For the transaction and bandwidth account scalability targets, as well as the latency during load balancing, can you quantify "a few"? Some people define it as 2-3, others say 3-5, etc.
Great post, very informative.
One comment. The article talks a lot about upper limits on performance--up to 500 transactions per second, up to 60MB/sec, etc.
I'd be much more interested in lower limits--that's what has a business impact on my application.
I understand there are edge cases where delays can kick in, but these could easily be avoided e.g. by using percentiles.
I also understand that these figures might not form part of a binding SLA (but it would be great if they did). Even so, would it be possible to publish some target figures, or measured statistics?

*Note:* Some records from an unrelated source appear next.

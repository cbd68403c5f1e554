pub mod automation;
pub mod sales;

use axum::{
    Json, Router,
    http::StatusCode,
    routing::{get, post},
};

use crate::{AppState, error::AutomationError, models::ErrorResponse};

pub type ApiError = (StatusCode, Json<ErrorResponse>);

/// All API routes, without the tracing and CORS layers
pub fn app_router(state: AppState) -> Router {
    Router::new()
        .route("/api/automation/run", post(automation::run_cycle))
        .route("/api/automation/status", get(automation::get_status))
        .route("/api/automation/runs", get(automation::get_runs))
        .route("/api/revenue/today", get(automation::get_revenue_today))
        .route("/api/niches", get(automation::get_niches))
        .route("/api/sales", post(sales::record_sale))
        .route("/api/sales/ledger", get(sales::get_ledger))
        .route("/api/team-pool", get(sales::get_team_pool))
        .with_state(state)
}

pub(crate) fn bad_request(error: impl Into<String>) -> ApiError {
    (
        StatusCode::BAD_REQUEST,
        Json(ErrorResponse {
            error: error.into(),
        }),
    )
}

/// invalid input -> 400, invariant violation -> 422, anything else -> 500
pub(crate) fn api_error(e: AutomationError) -> ApiError {
    let status = match &e {
        AutomationError::InvalidInput(_) => StatusCode::BAD_REQUEST,
        AutomationError::InvariantViolation(_) => StatusCode::UNPROCESSABLE_ENTITY,
        _ => StatusCode::INTERNAL_SERVER_ERROR,
    };
    if status.is_server_error() {
        tracing::error!(error = %e, "Request failed");
    } else {
        tracing::warn!(error = %e, "Request rejected");
    }
    (
        status,
        Json(ErrorResponse {
            error: e.to_string(),
        }),
    )
}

For Table Storage, you say the throughput target for a single partition is up to 500 transactions per second. How do entity group transactions fit into that? I know for billing purposes an entity group transaction only counts once, but is that true for throughput as well, or will 100 entities in a single entity group transaction contribute 100 transactions towards the throughput target?
- For transactions it is around 5,000 transactions per second for a single storage account.
- For bandwidth it is around 3 Gigabits per second for a single storage account.
- In terms of load balancing a partition, if I understood your question correctly, it is on the order of 10-15 seconds.
It really depends upon the application, its access patterns, size of transactions, mix of transactions, etc. Our goal is to provide the scalability targets listed for as many workloads as possible, but applications need to benchmark their performance to understand what is it is. In general, applications should be able to achieve these scalability targets and consistently see those targets if they following the partitioning best practices we’ve gone over in the PDC talks, this blog, and technical papers.
Sorry, should have made explained this better.
The 500 transactions per second equates to:
- 500 entities per second for a single Table partition. So if you are doing batch requests with 100 entities per batch request, then that equates to being able to do 5 batch requests per second with 100 entities in each batch request to a single Table partition.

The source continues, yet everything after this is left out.